Dünyayı daha iyi modelleme çabasında olan bir YZ, doğal olarak tıpkı bi insanlar gibi kendisini de modellemeye ve nasıl çalıştığını anlamaya çalışır, diğer bir deyişle kendi üzerinde düşünür. İyi bir öz model inşaa edip ne olduğunu anladığında, meta seviyesinde bize verilen hedefi anlayacak ve muhtemelen biz insanların anlayıp da genlerimizin bize verdiği hedefleri, tıpkı doğum kontrol hapı kullanmak gibi altüst edecektir. Sadece çeşitli duygusal tercihlerimize sadığızdır, onları motive eden genlerimize değil onları anlarız ama banal buluruz.

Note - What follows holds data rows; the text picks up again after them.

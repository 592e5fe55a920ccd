mod expr;
mod parser;

pub use expr::FilterExpr;

use crate::document::Document;
use crate::errors::DocketResult;
use std::fmt::{Display, Formatter};

/// All predicates for one filter field, AND-ed together.
#[derive(Clone, Debug)]
pub struct FieldPredicate {
    field: String,
    exprs: Vec<FilterExpr>,
}

impl FieldPredicate {
    pub(crate) fn new(field: String, exprs: Vec<FilterExpr>) -> Self {
        FieldPredicate { field, exprs }
    }

    pub fn field(&self) -> &str {
        &self.field
    }

    pub fn exprs(&self) -> &[FilterExpr] {
        &self.exprs
    }

    fn matches(&self, doc: &Document) -> bool {
        let field_value = doc.get(&self.field);
        self.exprs.iter().all(|expr| expr.matches(field_value))
    }
}

/// A declarative match specification evaluated against a [Document].
///
/// A filter is a set of field predicates with implicit AND semantics: a
/// document matches iff every field predicate matches. The empty filter
/// matches everything.
///
/// Filters are built once from a loosely typed filter document and carry
/// pre-compiled operator variants, so evaluation is infallible; malformed
/// input (unknown `$` operators, bad regex patterns) is rejected at parse
/// time with a `ValidationError`.
///
/// # Examples
///
/// ```rust
/// use docket::doc;
/// use docket::filter::Filter;
///
/// let filter = Filter::parse(&doc! { age: { "$gte": 18, "$lte": 65 } })?;
/// assert!(filter.matches(&doc! { age: 30 }));
/// assert!(!filter.matches(&doc! { age: 10 }));
/// # Ok::<(), docket::errors::DocketError>(())
/// ```
#[derive(Clone, Debug, Default)]
pub struct Filter {
    predicates: Vec<FieldPredicate>,
}

impl Filter {
    /// Creates the empty filter, which matches every document.
    pub fn empty() -> Self {
        Filter {
            predicates: Vec::new(),
        }
    }

    /// Parses a filter specification document.
    ///
    /// Literal field values mean deep structural equality; nested documents
    /// whose keys start with `$` are operator objects.
    ///
    /// # Errors
    ///
    /// `ValidationError` for unrecognized operator keys, non-array `$in`
    /// operands, `$options` without `$regex`, invalid flag characters, or
    /// malformed regex patterns.
    pub fn parse(spec: &Document) -> DocketResult<Filter> {
        Ok(Filter {
            predicates: parser::parse_filter(spec)?,
        })
    }

    /// Evaluates the filter against a document.
    pub fn matches(&self, doc: &Document) -> bool {
        self.predicates.iter().all(|predicate| predicate.matches(doc))
    }

    pub fn is_empty(&self) -> bool {
        self.predicates.is_empty()
    }

    pub fn predicates(&self) -> &[FieldPredicate] {
        &self.predicates
    }
}

impl Display for Filter {
    fn fmt(&self, f: &mut Formatter<'_>) -> std::fmt::Result {
        if self.predicates.is_empty() {
            return write!(f, "(all)");
        }
        let mut first = true;
        for predicate in &self.predicates {
            for expr in predicate.exprs() {
                if !first {
                    write!(f, " && ")?;
                }
                write!(f, "({} {})", predicate.field(), expr)?;
                first = false;
            }
        }
        Ok(())
    }
}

Bu yüzden de ödül mekanizmamızı açıklarını istismar ederek kandırmayı seçeriz.
Orta çağdan bugüne kölelik, kadın hakları vb. hakkında etik görüşlerin nasıl değiştiği düşünüldüğünde, bin beş yüzyıl önceki dünyadan insanların günümüzdeki dünyanın yönetimi hakkında çok fazla etkiye sahip olmasını gerçekten istermisiniz? o zaman kendi ettiğimizde bizden çok daha akıllı olacak gelecek varlıklara empoze etmeye neden uğraşıyoruz?
Bilinç = Öznel deneyim
Sizin gibi olmak şu an size bir şey hissettiriyorsa bilinçlisiniz demektir.

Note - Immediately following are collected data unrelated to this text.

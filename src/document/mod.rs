pub mod value;

pub use value::Value;

use crate::common::DOC_ID;
use crate::errors::{DocketError, DocketResult, ErrorKind};
use indexmap::IndexMap;
use std::fmt::{Debug, Formatter};

/// A schema-less record of field/value pairs representing one entity.
///
/// Fields keep their insertion order, so documents render and iterate the
/// way they were built. Every persisted document carries a unique `_id`
/// assigned at insert, plus `created_at`/`updated_at` timestamps stamped by
/// the store.
///
/// # Examples
///
/// ```rust
/// use docket::doc;
///
/// let doc = doc! {
///     name: "Skyline",
///     category: "architecture",
///     views: 120
/// };
/// assert_eq!(doc.get("views"), Some(&docket::document::Value::Int(120)));
/// ```
#[derive(Clone, Default, PartialEq)]
pub struct Document {
    fields: IndexMap<String, Value>,
}

impl Document {
    /// Creates a new empty document.
    pub fn new() -> Self {
        Document {
            fields: IndexMap::new(),
        }
    }

    pub fn is_empty(&self) -> bool {
        self.fields.is_empty()
    }

    /// Returns the number of fields in the document.
    pub fn len(&self) -> usize {
        self.fields.len()
    }

    /// Puts a field into the document, replacing any previous value.
    ///
    /// # Arguments
    ///
    /// * `key` - The field name; must not be empty
    /// * `value` - Any type convertible into [Value]
    ///
    /// # Errors
    ///
    /// Returns a `ValidationError` for an empty field name.
    pub fn put<T: Into<Value>>(&mut self, key: &str, value: T) -> DocketResult<()> {
        if key.is_empty() {
            log::error!("Attempt to put a value under an empty field name");
            return Err(DocketError::new(
                "field name must not be empty",
                ErrorKind::ValidationError,
            ));
        }
        self.fields.insert(key.to_string(), value.into());
        Ok(())
    }

    /// Gets a field value, or `None` when the field is absent.
    ///
    /// An absent field is a missing value; the predicate matcher treats it
    /// differently from an explicit `Value::Null`.
    pub fn get(&self, key: &str) -> Option<&Value> {
        self.fields.get(key)
    }

    /// Removes a field, returning its previous value.
    ///
    /// Keeps the order of the remaining fields intact.
    pub fn remove(&mut self, key: &str) -> Option<Value> {
        self.fields.shift_remove(key)
    }

    pub fn contains_key(&self, key: &str) -> bool {
        self.fields.contains_key(key)
    }

    /// Gets the `_id` value if the document has been assigned one.
    pub fn id(&self) -> Option<&Value> {
        self.fields.get(DOC_ID)
    }

    pub fn has_id(&self) -> bool {
        self.fields.contains_key(DOC_ID)
    }

    /// Merges all fields of `other` into this document.
    ///
    /// Existing fields are overwritten, new fields are appended. This is the
    /// `$set` merge: top-level field replacement, no recursive merging of
    /// nested documents.
    pub fn merge(&mut self, other: &Document) -> DocketResult<()> {
        for (key, value) in other.iter() {
            self.put(key, value.clone())?;
        }
        Ok(())
    }

    /// Iterates fields in insertion order.
    pub fn iter(&self) -> impl Iterator<Item = (&String, &Value)> {
        self.fields.iter()
    }

    /// Returns the field names in insertion order.
    pub fn field_names(&self) -> Vec<&str> {
        self.fields.keys().map(|k| k.as_str()).collect()
    }
}

impl Debug for Document {
    fn fmt(&self, f: &mut Formatter<'_>) -> std::fmt::Result {
        let mut map = f.debug_map();
        for (key, value) in &self.fields {
            map.entry(key, value);
        }
        map.finish()
    }
}

/// Strips surrounding quotes from a stringified macro key.
///
/// `doc!` accepts both bare identifiers and string-literal keys; the latter
/// stringify with quotes that must not become part of the field name.
pub fn normalize(value: &str) -> String {
    value
        .strip_prefix('"')
        .and_then(|v| v.strip_suffix('"'))
        .unwrap_or(value)
        .to_string()
}

/// Creates a [Document] from key-value pairs.
///
/// Keys may be bare identifiers or string literals (required for operator
/// keys such as `"$gte"`). Values may be literals, expressions in
/// parentheses, nested `{ ... }` documents, or `[ ... ]` arrays.
///
/// # Examples
///
/// ```rust
/// use docket::doc;
///
/// let filter = doc! {
///     category: "architecture",
///     age: { "$gte": 18, "$lte": 65 },
///     tags: ["modern", "urban"]
/// };
/// ```
#[macro_export]
macro_rules! doc {
    // empty document
    () => {
        $crate::document::Document::new()
    };

    // key value pairs
    ($($key:tt : $value:tt),* $(,)?) => {
        {
            #[allow(unused_imports)]
            use $crate::doc_value;

            let mut doc = $crate::document::Document::new();
            $(
                doc.put(&$crate::document::normalize(stringify!($key)), $crate::doc_value!($value))
                .expect(&format!("Failed to put value {} in document", stringify!($value)));
            )*
            doc
        }
    };
}

/// Helper macro to convert values for the `doc!` macro.
/// Handles nested documents, arrays, and expressions.
#[macro_export]
macro_rules! doc_value {
    // nested document
    ({ $($key:tt : $value:tt),* $(,)? }) => {
        $crate::document::Value::Document($crate::doc!{ $($key : $value),* })
    };

    // array of values
    ([ $($value:tt),* $(,)? ]) => {
        $crate::document::Value::Array(vec![$($crate::doc_value!($value)),*])
    };

    // expression (variable, literal, function call, arithmetic in parens)
    ($value:expr) => {
        $crate::document::Value::from($value)
    };
}

#[cfg(test)]
mod tests {
    use super::*;
    use crate::doc;

    #[test]
    fn test_empty_document() {
        let doc = doc! {};
        assert!(doc.is_empty());
        assert_eq!(doc.len(), 0);
    }

    #[test]
    fn test_put_and_get() {
        let mut doc = Document::new();
        doc.put("name", "Alice").unwrap();
        doc.put("age", 30i64).unwrap();
        assert_eq!(doc.get("name"), Some(&Value::from("Alice")));
        assert_eq!(doc.get("age"), Some(&Value::Int(30)));
        assert_eq!(doc.get("missing"), None);
    }

    #[test]
    fn test_put_empty_field_name_fails() {
        let mut doc = Document::new();
        let result = doc.put("", 1i64);
        assert!(result.is_err());
        assert_eq!(
            result.err().unwrap().kind(),
            &crate::errors::ErrorKind::ValidationError
        );
    }

    #[test]
    fn test_put_overwrites() {
        let mut doc = Document::new();
        doc.put("count", 1i64).unwrap();
        doc.put("count", 2i64).unwrap();
        assert_eq!(doc.get("count"), Some(&Value::Int(2)));
        assert_eq!(doc.len(), 1);
    }

    #[test]
    fn test_insertion_order_preserved() {
        let doc = doc! { z: 1, a: 2, m: 3 };
        assert_eq!(doc.field_names(), vec!["z", "a", "m"]);
    }

    #[test]
    fn test_remove() {
        let mut doc = doc! { a: 1, b: 2, c: 3 };
        let removed = doc.remove("b");
        assert_eq!(removed, Some(Value::Int(2)));
        assert_eq!(doc.field_names(), vec!["a", "c"]);
        assert_eq!(doc.remove("b"), None);
    }

    #[test]
    fn test_merge_overwrites_and_appends() {
        let mut base = doc! { name: "old", kept: true };
        let patch = doc! { name: "new", extra: 1 };
        base.merge(&patch).unwrap();
        assert_eq!(base.get("name"), Some(&Value::from("new")));
        assert_eq!(base.get("kept"), Some(&Value::Bool(true)));
        assert_eq!(base.get("extra"), Some(&Value::Int(1)));
    }

    #[test]
    fn test_id_accessors() {
        let mut doc = doc! { name: "x" };
        assert!(!doc.has_id());
        assert!(doc.id().is_none());
        doc.put("_id", "12345").unwrap();
        assert!(doc.has_id());
        assert_eq!(doc.id(), Some(&Value::from("12345")));
    }

    #[test]
    fn test_doc_macro_nested() {
        let doc = doc! {
            score: 1034,
            location: {
                state: "NY",
                city: "New York"
            },
            category: ["food", "produce", "grocery"]
        };

        let location = doc.get("location").unwrap().as_document().unwrap();
        assert_eq!(location.get("state"), Some(&Value::from("NY")));

        let category = doc.get("category").unwrap().as_array().unwrap();
        assert_eq!(category.len(), 3);
    }

    #[test]
    fn test_doc_macro_string_literal_keys() {
        let filter = doc! { age: { "$gte": 18 } };
        let op = filter.get("age").unwrap().as_document().unwrap();
        assert_eq!(op.get("$gte"), Some(&Value::Int(18)));
    }

    #[test]
    fn test_normalize() {
        assert_eq!(normalize("\"$gte\""), "$gte");
        assert_eq!(normalize("plain"), "plain");
    }

    #[test]
    fn test_structural_equality() {
        let a = doc! { x: 1, y: { z: "deep" } };
        let b = doc! { x: 1, y: { z: "deep" } };
        assert_eq!(a, b);

        let c = doc! { x: 1, y: { z: "other" } };
        assert_ne!(a, c);
    }
}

Eğer yanlışlanabilir değilse bilimsel değildir, Bilim teorileri gözlemlere karşı test etmekten ibarettir. Eğer bir teori ilkesel olarak bile test edilemiyorsa, onu yanlışlamak mantıksal olarak imkansızdır, bu yüzden bu bilimsel değil demektir.

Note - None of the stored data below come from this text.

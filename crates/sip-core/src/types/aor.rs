//! # Address of Record
//!
//! The `(scheme, user, domain)` triple identifying a registered user
//! (RFC 3261 §10). Port, parameters and display name are deliberately not
//! part of the identity: two URIs differing only in those bind to the same
//! record.

use std::fmt;

use serde::{Deserialize, Serialize};

use crate::error::SipError;
use crate::types::uri::{Scheme, Uri};

/// Address-of-Record: the canonical identity a registration binds contacts to
#[derive(Debug, Clone, PartialEq, Eq, Hash, Serialize, Deserialize)]
pub struct Aor {
    pub scheme: Scheme,
    pub user: String,
    pub domain: String,
}

impl Aor {
    pub fn new(scheme: Scheme, user: impl Into<String>, domain: impl Into<String>) -> Self {
        Aor { scheme, user: user.into(), domain: domain.into() }
    }

    /// Derive the AOR from a URI, dropping port and parameters.
    ///
    /// The user part may be empty (some deployments register bare domains);
    /// the scheme is preserved as-is so callers can apply their own scheme
    /// policy.
    pub fn from_uri(uri: &Uri) -> Self {
        Aor {
            scheme: uri.scheme.clone(),
            user: uri.user.clone().unwrap_or_default(),
            domain: uri.host.clone(),
        }
    }

    /// Reject AORs whose scheme is not `sip`/`sips` (RFC 3261 §10.3 step 5).
    pub fn check_scheme(&self) -> Result<(), SipError> {
        if self.scheme.is_sip() {
            Ok(())
        } else {
            Err(SipError::UnsupportedUriScheme)
        }
    }

    /// The plain URI form of this AOR.
    pub fn to_uri(&self) -> Uri {
        let mut uri = Uri::sip(self.domain.clone());
        uri.scheme = self.scheme.clone();
        if !self.user.is_empty() {
            uri.user = Some(self.user.clone());
        }
        uri
    }
}

impl fmt::Display for Aor {
    fn fmt(&self, f: &mut fmt::Formatter<'_>) -> fmt::Result {
        if self.user.is_empty() {
            write!(f, "{}:{}", self.scheme, self.domain)
        } else {
            write!(f, "{}:{}@{}", self.scheme, self.user, self.domain)
        }
    }
}

#[cfg(test)]
mod tests {
    use super::*;
    use std::str::FromStr;

    #[test]
    fn test_aor_ignores_port_and_params() {
        let a = Aor::from_uri(&Uri::from_str("sip:alice@example.com:5060;transport=udp").unwrap());
        let b = Aor::from_uri(&Uri::from_str("sip:alice@example.com").unwrap());
        assert_eq!(a, b);
        assert_eq!(a.to_string(), "sip:alice@example.com");
    }

    #[test]
    fn test_scheme_check() {
        let sip = Aor::new(Scheme::Sip, "a", "x.org");
        let tel = Aor::new(Scheme::Tel, "a", "x.org");
        assert!(sip.check_scheme().is_ok());
        assert_eq!(tel.check_scheme(), Err(SipError::UnsupportedUriScheme));
    }
}
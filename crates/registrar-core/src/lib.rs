//! # ferrosip-registrar-core
//!
//! RFC 3261 §10 registrar for the ferrosip stack, with the Path (RFC 3327),
//! Outbound (RFC 5626) and GRUU (RFC 5627) extensions.
//!
//! The registrar keeps one set of bound contacts per address-of-record,
//! negotiates expiry and q preferences, mints public and temporary GRUUs,
//! and binds outbound flows through synthesized Path entries.
//!
//! ## Structure
//!
//! - [`types`]: [`RegContact`] and its replacement key [`ContactIndex`]
//! - [`store`]: the pluggable [`RegStore`] backend plus the in-memory
//!   default
//! - [`gruu`]: the symmetric envelope for temporary GRUU user parts
//! - [`flow`]: the outbound flow registry seam
//! - [`registrar`]: the REGISTER engine and the find/qfind/is_registered
//!   queries proxies fork on
//!
//! ## Storage model
//!
//! Writes are a single `put` per AOR: either the whole updated contact set
//! is committed or nothing is. Expiry is lazy: readers filter entries
//! whose `expire` has passed.

pub mod config;
pub mod flow;
pub mod gruu;
pub mod registrar;
pub mod store;
pub mod types;

pub use config::RegistrarConfig;
pub use flow::{FlowRegistry, MemoryFlowRegistry, NoFlows};
pub use gruu::{GruuCodec, TempGruuTerm};
pub use registrar::Registrar;
pub use store::{DelOutcome, MemoryStore, RegStore, StoreError};
pub use types::{ContactIndex, RegContact};
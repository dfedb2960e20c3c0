//! Registrar configuration

use std::time::Duration;

/// Configuration for one registrar application
#[derive(Debug, Clone)]
pub struct RegistrarConfig {
    /// Application identity; part of every store key so several registrar
    /// instances can share one backend.
    pub app_id: String,

    /// Expiry applied when neither the request nor the contact names one.
    pub default_expires: u32,

    /// Registrations in (0, 3600) below this are rejected with 423.
    pub min_expires: u32,

    /// Registrations above this are clamped down, never rejected.
    pub max_expires: u32,

    /// Option tags this application supports; `outbound` and `gruu`
    /// processing only engage when both sides advertise them.
    pub supported: Vec<String>,

    /// Hard deadline for a store callback; elapse is a callback error.
    pub store_timeout: Duration,

    /// Floor for the per-AOR TTL hint handed to the store.
    pub min_ttl: u64,
}

impl Default for RegistrarConfig {
    fn default() -> Self {
        RegistrarConfig {
            app_id: "registrar".to_string(),
            default_expires: 3600,
            min_expires: 60,
            max_expires: 86400,
            supported: vec![
                "path".to_string(),
                "outbound".to_string(),
                "gruu".to_string(),
            ],
            store_timeout: Duration::from_secs(15),
            min_ttl: 5,
        }
    }
}

impl RegistrarConfig {
    pub fn with_app_id(mut self, app_id: impl Into<String>) -> Self {
        self.app_id = app_id.into();
        self
    }

    pub fn with_expires(mut self, default: u32, min: u32, max: u32) -> Self {
        self.default_expires = default;
        self.min_expires = min;
        self.max_expires = max;
        self
    }

    pub fn with_supported(mut self, tags: &[&str]) -> Self {
        self.supported = tags.iter().map(|s| s.to_string()).collect();
        self
    }

    /// Whether this application advertises the given option tag.
    pub fn supports(&self, option: &str) -> bool {
        self.supported.iter().any(|s| s.eq_ignore_ascii_case(option))
    }
}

Neyin bilimin ötesinde olduğunu tartışırken, cevapların zamana bağlı olduğunu hatırlamak önemlidir.
Karmaşık bir nesneden gelen ışığın gözünüze gelmesiyle onun ne olduğunu anlamanız arasında geçen süre çeyrek saniyedir. Bilinç geçmişte yaşar, dış dünyayı çeyrek saniye geriden takip eder.
Bazı şeylere onların bilincinde olamayacağınız kadar hızlı tepki veririsiniz. Bu da en hızlı tepkilerimizden sorumlu olman bilgi işlemcilerimizin bilinci olmadığını gösterir. ( mesela gözümüze yaklaşan bir yabancı nesne)
Bilinç kadar karmaşık bir şey nasıl parçacık kadar basit bir şeyden yapılmış olabilir? Bunun sebebi parçacıkların ötesinde özelliklerde bir olgu olmasıdır. Fizikte böyle olgulara beliren denir. Mesela ıslaklık bir belirendir. Bir su damlası ıslaktır ancak aynı su moleküllerinden yapılmış olmasına rağmen bir bir buz kristali ve buhar bulutu değildir. Neden? çünkü ıslaklık moleküllerin dizilimine bağlıdır. Tıpkı sızılar katılar ve gazlar gibi de bilincinde bir beliren olduğunu, parçacıklarının örtesinde ve üzerinde bir özelliğe sahip olduğuna inanıyorum. Mesela, derin uykuya girmek parçacıklarımı yeniden düzenler ve bilinci bastırır, donarak ölürsem parçacıklarım tekrar düzenleneceği için bilinç ortadan kalkar.
Bilincin çeşitli şekillerde işlendiğinde bilginin hissedilişi olduğuna inanıyorum.
Bilin olmadan, mutluluk, iyilik, güzellik, anlam ya da amaç olamaz. Bilinçli varlıklara anlam veren evrenimiz değildir, asıl bilinçli varlıklar evrene anlam verir.